I love chicken fingers. Whether they’re called fingers, tenders, strips, nuggets, or fried-bird-flu, I’m all about these crisp and succulent delights. Imagine my joy to find that the grocery store down the hill sells them by the pound – fryolated to near perfection!
When I was a kid my grandfather would take me up to Lake Winnipesaukee almost every weekend in the summer. It was a long car ride, about two hours, so I would usually take a copy of Nintendo Power or EGM to read on the way up. He’d wave his long brown More brand cigarette in front of the air conditioner vents (which were always on full blast) and hum along as Bob Seager wailed on the radio.
Once at the lake we’d take the motor boat out for a spin. I’d bring my magazine with me and struggle to read about the latest Castlevania or Bubsy the Bobcat or what-have-you while the boat was rattling and bouncing over choppy wakes and I was chafing and roasting in a tight life vest that stank mildewy.
On Sunday afternoon, a few hours before it was time to head home, my grandfather would drop me off at Funspot with a 20 dollar bill, which was a small fortune for a trip to the arcade. If I had been smart and held onto some of that, I would have had a sizable wad of cash by the end of the summer. But instead I cashed it all in for tokens as soon as I got through the doors. Like a slot machine jackpot, the token dispenser would rattle and clatter as it coughed up a landslide of bronzeish clown coins into my plastic cup.
Outside Funspot the coins were worthless. But inside, I was a high roller. I could swagger up to any game cabinet like James Bond at a baccarat table safe in the knowledge that I could out-continue pretty much any kid or teenage punk in the joint. I could claim “next” on Street Fighter pretty much all afternoon if I wanted to. Or rather, I could if my grandfather wasn’t coming back in a few hours to pick me up.
In addition to all the latest games like Teenage Mutant Ninja Turtles and Mortal Kombat, Funspot also had a lower level with strange relics. A lot of them were pinball-like, or games of chance. Most were purely mechanical, driven by moving parts instead of circuit boards and code. Scores were displayed by little cards with the digits 0 – 9 printed on them that would rapidly flip and clack as the numbers changed. Despite their age, almost all of the machines were in perfect condition.

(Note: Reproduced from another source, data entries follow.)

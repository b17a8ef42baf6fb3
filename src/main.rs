#![allow(clippy::doc_markdown)]
#![doc = include_str!("../README.md")]

mod catalog;
mod cli;
mod error;
mod logger;
mod measurement;
mod poll;
mod prelude;
mod protocol;
mod publish;
mod tables;
mod transport;
mod views;

use clap::{Parser, crate_version};
use tracing_subscriber::EnvFilter;

use crate::{cli::Args, prelude::*};

#[tokio::main(flavor = "current_thread")]
async fn main() -> Result {
    load_env_files();
    let filter = EnvFilter::try_from_default_env().unwrap_or_else(|_| EnvFilter::new("info"));
    tracing_subscriber::fmt().without_time().compact().with_env_filter(filter).init();
    info!(version = crate_version!(), "starting…");

    Args::parse().run().await?;

    info!("done!");
    Ok(())
}

/// Environment-specific files go first, `dotenvy` never overrides a variable once it is set.
fn load_env_files() {
    if let Ok(app_env) = std::env::var("APP_ENV") {
        let _ = dotenvy::from_filename(format!(".env.{app_env}.local"));
        let _ = dotenvy::from_filename(format!(".env.{app_env}"));
    }
    let _ = dotenvy::dotenv();
}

I’d usually finish the afternoon in a delirious haze having been bombarded with sights and sounds for two hours. My grandfather would pick me up and the inside of the car would still smell like air conditioner, Armor All, and cigarettes. Then we’d buzz around the corner and pick up some chicken fingers at Tamarack.
The chicken fingers came in greasy paper bag with some sweet dipping sauce. It may have been called sweet and sour, I don’t really remember. But whatever it was called, it was sweet and kind of peachy and orangey. Not sour at all. The batter was flakey and buttery and dissolved on the tongue almost immediately. The chicken itself was thick and soft; wet and salty as you bit into it. The chicken fingers left your human fingers more oily than any napkin could hope to overcome. The overall experience was something like eating warm meat candy, and it was a perfect way to end the weekend.

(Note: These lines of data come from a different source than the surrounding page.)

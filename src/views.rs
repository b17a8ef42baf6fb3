//! Turning merged register values into publishable views.

mod layouts;
mod station;

use crate::{
    catalog::View,
    measurement::{Measurement, Publication},
};

/// Public name and sub-topic of a catalog field.
pub struct Placement {
    pub source: &'static str,
    pub group: Option<&'static str>,
    pub name: &'static str,
}

impl Placement {
    pub const fn root(source: &'static str, name: &'static str) -> Self {
        Self { source, group: None, name }
    }

    pub const fn grouped(source: &'static str, group: &'static str, name: &'static str) -> Self {
        Self { source, group: Some(group), name }
    }
}

/// Move the placed fields into the publication under their public names.
///
/// Fields absent from the measurement are skipped, fields without a placement are dropped.
fn arrange(placements: &[Placement], mut measurement: Measurement, publication: &mut Publication) {
    for placement in placements {
        if let Some(value) = measurement.remove(placement.source) {
            publication.insert(placement.group, placement.name, value);
        }
    }
}

/// Derive, rename and group the merged measurement of the view.
pub fn assemble(view: View, measurement: Measurement) -> Publication {
    let mut publication = Publication::new(view.topic());
    match view {
        View::Station => station::assemble(measurement, &mut publication),
        View::Telemetry => publication.root = measurement,
        View::EnergyTodayTotals
        | View::GridOutput
        | View::InverterInfo
        | View::LoadInfo
        | View::BatteryOutput
        | View::PvOutput => arrange(layouts::of(view), measurement, &mut publication),
    }
    publication
}

#[cfg(test)]
mod tests {
    use super::*;
    use crate::{catalog::register_names, measurement::Value};

    fn filled(view: View) -> Measurement {
        register_names(view.ranges()).into_iter().map(|name| (name, Value::Scaled(1.0))).collect()
    }

    #[test]
    fn every_field_is_placed() {
        for view in &View::POLL_ORDER[1..] {
            let n_fields = register_names(view.ranges()).len();
            let publication = assemble(*view, filled(*view));
            assert_eq!(publication.len(), n_fields, "{view}");
        }
    }

    #[test]
    fn grid_output_is_grouped_per_phase() {
        let mut measurement = filled(View::GridOutput);
        measurement.insert("GO: Grid B Voltage", Value::Scaled(229.5));
        let publication = assemble(View::GridOutput, measurement);

        assert_eq!(publication.topic, "gridOutput");
        assert_eq!(publication.groups["phaseB"]["voltage"], Value::Scaled(229.5));
        assert!(publication.root.contains_key("frequency"));
        assert_eq!(publication.groups.keys().copied().collect::<Vec<_>>(), [
            "phaseA", "phaseB", "phaseC"
        ]);
    }

    #[test]
    fn battery_output_separates_cells() {
        let publication = assemble(View::BatteryOutput, filled(View::BatteryOutput));
        assert_eq!(publication.groups["cells"].len(), 4);
        assert_eq!(publication.groups["bms"].len(), 2);
        assert!(publication.root.contains_key("stateOfCharge"));
    }

    #[test]
    fn missing_fields_are_skipped() {
        let measurement: Measurement =
            [("PV: Power_PV1", Value::Scaled(3.0))].into_iter().collect();
        let publication = assemble(View::PvOutput, measurement);
        assert_eq!(publication.len(), 1);
        assert_eq!(publication.groups["pv1"]["power"], Value::Scaled(3.0));
    }

    #[test]
    fn telemetry_is_flat() {
        let publication = assemble(View::Telemetry, filled(View::Telemetry));
        assert!(publication.groups.is_empty());
        assert!(publication.root.contains_key("RR: Year_Month"));
    }
}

Since then I’ve enjoyed Chili’s and Applebee’s offerings, each for their own spin on the classic. The local grocery store here does well for itself. And, Friendly’s – bless its heart – tries, but sometimes their chicken is kind of fishy and that just breaks the spell, doesn’t it?
I can’t defend chicken fingers on the basis of their nutritional value. They are highly processed to the point where there’s really no resemblance between the “tender” nodule and a clucking scratching bird. Its a food product that started life as meat and grain and along the way became food-like construct, got deep fried, and is no doubt oozing with fat and the dreaded trans-fat.
Still, despite their obvious shortcomings as a food, every chicken finger regardless of quality, texture, or taste is a like an old friend in my mouth.
… You know what I mean.
Total Calories: 2612
Calories from Fat: 1104
Fat: 129.07 grams
Carbohydrates: 261.52 grams
Fiber: 9 grams
Protein: 97.99 grams
Exercise Level: Low
Walking 1 mile (easy)
Housekeeping 4 hours (easy)
Fried Chicken Tenders
Honey Mustard Sauce
Chocolate Chip Cookie Ice Cream Sandwich
Vanilla Yogurt with Chocolate Chunks
Irish Creamy Booze Drinks
Once again almost half of today’s calories came from fat. What’s more, I couldn’t really calculate just how bad the dessert drink that I mixed up was. It had splashes of lots of different alcohols, and a lot of Irish Cream. You may not be surprised to learn that alcoholic cream isn’t super healthy.
The chicken molé was quite tasty, and had it not been the capper for a day full of idulgences would have been a fine main course.